* _Task objective_: Repeat the records below exactly, line for line.

* _Source data_:
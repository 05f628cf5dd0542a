//! Cancellable speech-transcript session.
//!
//! Speech recognition itself happens in the browser; the server side only
//! models the listening session: a long-lived, cancellable task that
//! receives interim and final transcript events, auto-stops after an idle
//! timeout with no events, and emits the accumulated final text exactly
//! once. The session is entirely decoupled from parsing and matching,
//! which stay pure and synchronous.

use std::time::Duration;

use tokio::sync::mpsc;
use tokio::time::{Instant, sleep_until};
use tracing::debug;

/// A transcript fragment delivered by the recognizer.
#[derive(Debug, Clone, PartialEq, Eq)]
pub enum TranscriptEvent {
    /// Unstable partial text; resets the idle timer but is not accumulated.
    Interim(String),
    /// Stable text, appended to the accumulated transcript.
    Final(String),
}

/// Terminal outcome of a listening session.
#[derive(Debug, Clone, PartialEq, Eq)]
pub enum SessionEvent {
    /// Listening ended with accumulated final text.
    Finalized(String),
    /// Listening ended with nothing to process.
    Cancelled,
}

enum Command {
    Transcript(TranscriptEvent),
    Stop,
    Cancel,
}

/// Handle to a running listening session.
///
/// Dropping the handle cancels the session.
pub struct SpeechSession {
    tx: mpsc::Sender<Command>,
}

impl SpeechSession {
    /// Start a listening session that finalizes after `idle_timeout`
    /// without any transcript event.
    ///
    /// The returned receiver yields exactly one [`SessionEvent`].
    #[must_use]
    pub fn start(idle_timeout: Duration) -> (Self, mpsc::Receiver<SessionEvent>) {
        let (tx, mut rx) = mpsc::channel::<Command>(16);
        let (event_tx, event_rx) = mpsc::channel::<SessionEvent>(1);

        tokio::spawn(async move {
            let mut accumulated = String::new();
            let mut deadline = Instant::now() + idle_timeout;

            let outcome = loop {
                tokio::select! {
                    command = rx.recv() => match command {
                        Some(Command::Transcript(event)) => {
                            deadline = Instant::now() + idle_timeout;
                            match event {
                                TranscriptEvent::Interim(text) => {
                                    debug!(len = text.len(), "interim transcript");
                                }
                                TranscriptEvent::Final(text) => {
                                    if !accumulated.is_empty() {
                                        accumulated.push(' ');
                                    }
                                    accumulated.push_str(text.trim());
                                }
                            }
                        }
                        Some(Command::Stop) => break finalize(accumulated),
                        // Explicit cancel or all handles dropped.
                        Some(Command::Cancel) | None => break SessionEvent::Cancelled,
                    },
                    () = sleep_until(deadline) => {
                        debug!("listening idle timeout reached");
                        break finalize(accumulated);
                    }
                }
            };

            // Receiver may already be gone; nothing to do then.
            let _ = event_tx.send(outcome).await;
        });

        (Self { tx }, event_rx)
    }

    /// Push a transcript event into the session. Ignored once the session
    /// has ended.
    pub async fn push(&self, event: TranscriptEvent) {
        let _ = self.tx.send(Command::Transcript(event)).await;
    }

    /// Stop listening and finalize with whatever was accumulated.
    pub async fn stop(&self) {
        let _ = self.tx.send(Command::Stop).await;
    }

    /// Cancel the session, discarding any accumulated text.
    pub async fn cancel(&self) {
        let _ = self.tx.send(Command::Cancel).await;
    }
}

fn finalize(accumulated: String) -> SessionEvent {
    if accumulated.trim().is_empty() {
        SessionEvent::Cancelled
    } else {
        SessionEvent::Finalized(accumulated)
    }
}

* _Task solution_:
repository 05f628cf5dd0542a
//! Cancellable speech-transcript session.
//!
//! Speech recognition itself happens in the browser; the server side only
//! models the listening session: a long-lived, cancellable task that
//! receives interim and final transcript events, auto-stops after an idle
//! timeout with no events, and emits the accumulated final text exactly
//! once. The session is entirely decoupled from parsing and matching,
//! which stay pure and synchronous.

use std::time::Duration;

use tokio::sync::mpsc;
use tokio::time::{Instant, sleep_until};
use tracing::debug;

/// A transcript fragment delivered by the recognizer.
#[derive(Debug, Clone, PartialEq, Eq)]
pub enum TranscriptEvent {
    /// Unstable partial text; resets the idle timer but is not accumulated.
    Interim(String),
    /// Stable text, appended to the accumulated transcript.
    Final(String),
}

/// Terminal outcome of a listening session.
#[derive(Debug, Clone, PartialEq, Eq)]
pub enum SessionEvent {
    /// Listening ended with accumulated final text.
    Finalized(String),
    /// Listening ended with nothing to process.
    Cancelled,
}

enum Command {
    Transcript(TranscriptEvent),
    Stop,
    Cancel,
}

/// Handle to a running listening session.
///
/// Dropping the handle cancels the session.
pub struct SpeechSession {
    tx: mpsc::Sender<Command>,
}

impl SpeechSession {
    /// Start a listening session that finalizes after `idle_timeout`
    /// without any transcript event.
    ///
    /// The returned receiver yields exactly one [`SessionEvent`].
    #[must_use]
    pub fn start(idle_timeout: Duration) -> (Self, mpsc::Receiver<SessionEvent>) {
        let (tx, mut rx) = mpsc::channel::<Command>(16);
        let (event_tx, event_rx) = mpsc::channel::<SessionEvent>(1);

        tokio::spawn(async move {
            let mut accumulated = String::new();
            let mut deadline = Instant::now() + idle_timeout;

            let outcome = loop {
                tokio::select! {
                    command = rx.recv() => match command {
                        Some(Command::Transcript(event)) => {
                            deadline = Instant::now() + idle_timeout;
                            match event {
                                TranscriptEvent::Interim(text) => {
                                    debug!(len = text.len(), "interim transcript");
                                }
                                TranscriptEvent::Final(text) => {
                                    if !accumulated.is_empty() {
                                        accumulated.push(' ');
                                    }
                                    accumulated.push_str(text.trim());
                                }
                            }
                        }
                        Some(Command::Stop) => break finalize(accumulated),
                        // Explicit cancel or all handles dropped.
                        Some(Command::Cancel) | None => break SessionEvent::Cancelled,
                    },
                    () = sleep_until(deadline) => {
                        debug!("listening idle timeout reached");
                        break finalize(accumulated);
                    }
                }
            };

            // Receiver may already be gone; nothing to do then.
            let _ = event_tx.send(outcome).await;
        });

        (Self { tx }, event_rx)
    }

    /// Push a transcript event into the session. Ignored once the session
    /// has ended.
    pub async fn push(&self, event: TranscriptEvent) {
        let _ = self.tx.send(Command::Transcript(event)).await;
    }

    /// Stop listening and finalize with whatever was accumulated.
    pub async fn stop(&self) {
        let _ = self.tx.send(Command::Stop).await;
    }

    /// Cancel the session, discarding any accumulated text.
    pub async fn cancel(&self) {
        let _ = self.tx.send(Command::Cancel).await;
    }
}

fn finalize(accumulated: String) -> SessionEvent {
    if accumulated.trim().is_empty() {
        SessionEvent::Cancelled
    } else {
        SessionEvent::Finalized(accumulated)
    }
}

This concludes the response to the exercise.